(Extracted data entries)
****************

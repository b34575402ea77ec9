use veil::{BufferedRandom, MaskDescriptor, Validator, deserialize, generate, generate_with, serialize};

const HEADER_LEN: usize = 24;

fn small_descriptor() -> MaskDescriptor {
    MaskDescriptor {
        frames_count: 4,
        frame_duration: 33,
        canvas_size: 10,
        particles_count: 1,
        particle_sprites_count: 1,
        particle_size_min: 2.0,
        particle_size_max: 2.0,
        particle_fade_in: 1,
        particle_shown: 1,
        particle_fade_out: 1,
    }
}

fn small_mask() -> veil::CachedMask {
    let mut random = BufferedRandom::from_words(vec![0, 3, 4]);
    generate_with(&small_descriptor(), &mut random)
}

fn validator_for(descriptor: &MaskDescriptor) -> Validator {
    Validator {
        frame_duration: descriptor.frame_duration,
        frames_count: descriptor.frames_count,
        canvas_size: descriptor.canvas_size,
    }
}

#[test]
fn end_to_end_small_descriptor() {
    let mask = small_mask();
    assert_eq!(mask.image().width(), 40);
    assert_eq!(mask.image().height(), 10);
    assert_eq!(mask.frames_count(), 4);
    assert_eq!(mask.canvas_size(), 10);
}

#[test]
fn atlas_shape_for_60_frames_at_100px() {
    let descriptor = MaskDescriptor {
        particles_count: 50,
        ..MaskDescriptor::default_mask()
    };
    let mask = generate(&descriptor);
    assert_eq!(mask.image().width(), 1000);
    assert_eq!(mask.image().height(), 600);
}

#[test]
fn round_trip_reproduces_the_mask() {
    let descriptor = small_descriptor();
    let mask = small_mask();
    let bytes = serialize(&mask).unwrap();

    let back = deserialize(&bytes, Some(&validator_for(&descriptor))).unwrap();
    assert_eq!(back.frames_count(), mask.frames_count());
    assert_eq!(back.frame_duration(), mask.frame_duration());
    assert_eq!(back.canvas_size(), mask.canvas_size());
    assert_eq!(back.image(), mask.image());
}

#[test]
fn round_trip_without_validator() {
    let mask = small_mask();
    let bytes = serialize(&mask).unwrap();
    assert!(deserialize(&bytes, None).is_some());
}

#[test]
fn flipping_payload_bytes_is_always_detected() {
    let mask = small_mask();
    let bytes = serialize(&mask).unwrap();

    for index in HEADER_LEN..bytes.len() {
        let mut corrupt = bytes.clone();
        corrupt[index] ^= 0x01;
        assert!(
            deserialize(&corrupt, None).is_none(),
            "flip at byte {index} went undetected"
        );
    }
}

#[test]
fn validator_mismatches_are_rejected() {
    let descriptor = small_descriptor();
    let bytes = serialize(&small_mask()).unwrap();
    let good = validator_for(&descriptor);
    assert!(deserialize(&bytes, Some(&good)).is_some());

    let wrong_duration = Validator {
        frame_duration: good.frame_duration + 1,
        ..good
    };
    let wrong_frames = Validator {
        frames_count: good.frames_count + 1,
        ..good
    };
    let wrong_canvas = Validator {
        canvas_size: good.canvas_size + 1,
        ..good
    };
    assert!(deserialize(&bytes, Some(&wrong_duration)).is_none());
    assert!(deserialize(&bytes, Some(&wrong_frames)).is_none());
    assert!(deserialize(&bytes, Some(&wrong_canvas)).is_none());
}

#[test]
fn truncated_buffers_are_rejected() {
    let bytes = serialize(&small_mask()).unwrap();
    assert!(deserialize(&bytes[..HEADER_LEN], None).is_none());
    assert!(deserialize(&bytes[..bytes.len() - 1], None).is_none());
    assert!(deserialize(&bytes[..HEADER_LEN / 2], None).is_none());
}

#[test]
fn version_mismatch_is_rejected() {
    let mut bytes = serialize(&small_mask()).unwrap();
    bytes[0] = bytes[0].wrapping_add(1);
    assert!(deserialize(&bytes, None).is_none());
}

#[test]
fn non_positive_header_fields_are_rejected() {
    let bytes = serialize(&small_mask()).unwrap();
    for offset in [12, 16, 20] {
        let mut corrupt = bytes.clone();
        corrupt[offset..offset + 4].copy_from_slice(&0i32.to_le_bytes());
        assert!(deserialize(&corrupt, None).is_none());

        corrupt[offset..offset + 4].copy_from_slice(&(-1i32).to_le_bytes());
        assert!(deserialize(&corrupt, None).is_none());
    }
}

#[test]
fn length_mismatch_is_rejected() {
    let mut bytes = serialize(&small_mask()).unwrap();
    bytes.push(0);
    assert!(deserialize(&bytes, None).is_none());
}

#[test]
fn wrong_payload_pixel_format_is_rejected() {
    // A record whose payload is a well-formed PNG of the right dimensions
    // but the wrong pixel format must still be rejected.
    let mask = small_mask();
    let good = serialize(&mask).unwrap();

    let rgb = image::DynamicImage::ImageRgb8(image::RgbImage::new(40, 10));
    let mut payload = Vec::new();
    rgb.write_to(
        &mut std::io::Cursor::new(&mut payload),
        image::ImageFormat::Png,
    )
    .unwrap();

    let mut bytes = good[..HEADER_LEN].to_vec();
    bytes[4..8].copy_from_slice(&(payload.len() as u32).to_le_bytes());
    let hash = twox_hash::XxHash32::oneshot(0, &payload);
    bytes[8..12].copy_from_slice(&hash.to_le_bytes());
    bytes.extend_from_slice(&payload);

    assert!(deserialize(&bytes, None).is_none());
}

#[test]
fn wrong_payload_dimensions_are_rejected() {
    // Grayscale payload, correct format, but one row short of the grid.
    let good = serialize(&small_mask()).unwrap();

    let gray = image::DynamicImage::ImageLuma8(image::GrayImage::new(40, 9));
    let mut payload = Vec::new();
    gray.write_to(
        &mut std::io::Cursor::new(&mut payload),
        image::ImageFormat::Png,
    )
    .unwrap();

    let mut bytes = good[..HEADER_LEN].to_vec();
    bytes[4..8].copy_from_slice(&(payload.len() as u32).to_le_bytes());
    let hash = twox_hash::XxHash32::oneshot(0, &payload);
    bytes[8..12].copy_from_slice(&hash.to_le_bytes());
    bytes.extend_from_slice(&payload);

    assert!(deserialize(&bytes, None).is_none());
}

#[test]
fn colorized_and_darkened_round_trip_metadata() {
    let mask = small_mask();
    let red = mask.colorized(veil::Rgba8::new(255, 0, 0, 255));
    assert_eq!(red.frames_count(), mask.frames_count());
    assert_eq!(red.canvas_size(), mask.canvas_size());

    let dark = mask.darkened(32);
    assert_eq!(dark.frames_count(), mask.frames_count());
    assert_eq!(dark.frame_duration(), mask.frame_duration());
}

****************

Exactly as shown above, return every record.

repository b34575402ea77ec9
use veil::{BufferedRandom, MaskDescriptor, Validator, deserialize, generate, generate_with, serialize};

const HEADER_LEN: usize = 24;

fn small_descriptor() -> MaskDescriptor {
    MaskDescriptor {
        frames_count: 4,
        frame_duration: 33,
        canvas_size: 10,
        particles_count: 1,
        particle_sprites_count: 1,
        particle_size_min: 2.0,
        particle_size_max: 2.0,
        particle_fade_in: 1,
        particle_shown: 1,
        particle_fade_out: 1,
    }
}

fn small_mask() -> veil::CachedMask {
    let mut random = BufferedRandom::from_words(vec![0, 3, 4]);
    generate_with(&small_descriptor(), &mut random)
}

fn validator_for(descriptor: &MaskDescriptor) -> Validator {
    Validator {
        frame_duration: descriptor.frame_duration,
        frames_count: descriptor.frames_count,
        canvas_size: descriptor.canvas_size,
    }
}

#[test]
fn end_to_end_small_descriptor() {
    let mask = small_mask();
    assert_eq!(mask.image().width(), 40);
    assert_eq!(mask.image().height(), 10);
    assert_eq!(mask.frames_count(), 4);
    assert_eq!(mask.canvas_size(), 10);
}

#[test]
fn atlas_shape_for_60_frames_at_100px() {
    let descriptor = MaskDescriptor {
        particles_count: 50,
        ..MaskDescriptor::default_mask()
    };
    let mask = generate(&descriptor);
    assert_eq!(mask.image().width(), 1000);
    assert_eq!(mask.image().height(), 600);
}

#[test]
fn round_trip_reproduces_the_mask() {
    let descriptor = small_descriptor();
    let mask = small_mask();
    let bytes = serialize(&mask).unwrap();

    let back = deserialize(&bytes, Some(&validator_for(&descriptor))).unwrap();
    assert_eq!(back.frames_count(), mask.frames_count());
    assert_eq!(back.frame_duration(), mask.frame_duration());
    assert_eq!(back.canvas_size(), mask.canvas_size());
    assert_eq!(back.image(), mask.image());
}

#[test]
fn round_trip_without_validator() {
    let mask = small_mask();
    let bytes = serialize(&mask).unwrap();
    assert!(deserialize(&bytes, None).is_some());
}

#[test]
fn flipping_payload_bytes_is_always_detected() {
    let mask = small_mask();
    let bytes = serialize(&mask).unwrap();

    for index in HEADER_LEN..bytes.len() {
        let mut corrupt = bytes.clone();
        corrupt[index] ^= 0x01;
        assert!(
            deserialize(&corrupt, None).is_none(),
            "flip at byte {index} went undetected"
        );
    }
}

#[test]
fn validator_mismatches_are_rejected() {
    let descriptor = small_descriptor();
    let bytes = serialize(&small_mask()).unwrap();
    let good = validator_for(&descriptor);
    assert!(deserialize(&bytes, Some(&good)).is_some());

    let wrong_duration = Validator {
        frame_duration: good.frame_duration + 1,
        ..good
    };
    let wrong_frames = Validator {
        frames_count: good.frames_count + 1,
        ..good
    };
    let wrong_canvas = Validator {
        canvas_size: good.canvas_size + 1,
        ..good
    };
    assert!(deserialize(&bytes, Some(&wrong_duration)).is_none());
    assert!(deserialize(&bytes, Some(&wrong_frames)).is_none());
    assert!(deserialize(&bytes, Some(&wrong_canvas)).is_none());
}

#[test]
fn truncated_buffers_are_rejected() {
    let bytes = serialize(&small_mask()).unwrap();
    assert!(deserialize(&bytes[..HEADER_LEN], None).is_none());
    assert!(deserialize(&bytes[..bytes.len() - 1], None).is_none());
    assert!(deserialize(&bytes[..HEADER_LEN / 2], None).is_none());
}

#[test]
fn version_mismatch_is_rejected() {
    let mut bytes = serialize(&small_mask()).unwrap();
    bytes[0] = bytes[0].wrapping_add(1);
    assert!(deserialize(&bytes, None).is_none());
}

#[test]
fn non_positive_header_fields_are_rejected() {
    let bytes = serialize(&small_mask()).unwrap();
    for offset in [12, 16, 20] {
        let mut corrupt = bytes.clone();
        corrupt[offset..offset + 4].copy_from_slice(&0i32.to_le_bytes());
        assert!(deserialize(&corrupt, None).is_none());

        corrupt[offset..offset + 4].copy_from_slice(&(-1i32).to_le_bytes());
        assert!(deserialize(&corrupt, None).is_none());
    }
}

#[test]
fn length_mismatch_is_rejected() {
    let mut bytes = serialize(&small_mask()).unwrap();
    bytes.push(0);
    assert!(deserialize(&bytes, None).is_none());
}

#[test]
fn wrong_payload_pixel_format_is_rejected() {
    // A record whose payload is a well-formed PNG of the right dimensions
    // but the wrong pixel format must still be rejected.
    let mask = small_mask();
    let good = serialize(&mask).unwrap();

    let rgb = image::DynamicImage::ImageRgb8(image::RgbImage::new(40, 10));
    let mut payload = Vec::new();
    rgb.write_to(
        &mut std::io::Cursor::new(&mut payload),
        image::ImageFormat::Png,
    )
    .unwrap();

    let mut bytes = good[..HEADER_LEN].to_vec();
    bytes[4..8].copy_from_slice(&(payload.len() as u32).to_le_bytes());
    let hash = twox_hash::XxHash32::oneshot(0, &payload);
    bytes[8..12].copy_from_slice(&hash.to_le_bytes());
    bytes.extend_from_slice(&payload);

    assert!(deserialize(&bytes, None).is_none());
}

#[test]
fn wrong_payload_dimensions_are_rejected() {
    // Grayscale payload, correct format, but one row short of the grid.
    let good = serialize(&small_mask()).unwrap();

    let gray = image::DynamicImage::ImageLuma8(image::GrayImage::new(40, 9));
    let mut payload = Vec::new();
    gray.write_to(
        &mut std::io::Cursor::new(&mut payload),
        image::ImageFormat::Png,
    )
    .unwrap();

    let mut bytes = good[..HEADER_LEN].to_vec();
    bytes[4..8].copy_from_slice(&(payload.len() as u32).to_le_bytes());
    let hash = twox_hash::XxHash32::oneshot(0, &payload);
    bytes[8..12].copy_from_slice(&hash.to_le_bytes());
    bytes.extend_from_slice(&payload);

    assert!(deserialize(&bytes, None).is_none());
}

#[test]
fn colorized_and_darkened_round_trip_metadata() {
    let mask = small_mask();
    let red = mask.colorized(veil::Rgba8::new(255, 0, 0, 255));
    assert_eq!(red.frames_count(), mask.frames_count());
    assert_eq!(red.canvas_size(), mask.canvas_size());

    let dark = mask.darkened(32);
    assert_eq!(dark.frames_count(), mask.frames_count());
    assert_eq!(dark.frame_duration(), mask.frame_duration());
}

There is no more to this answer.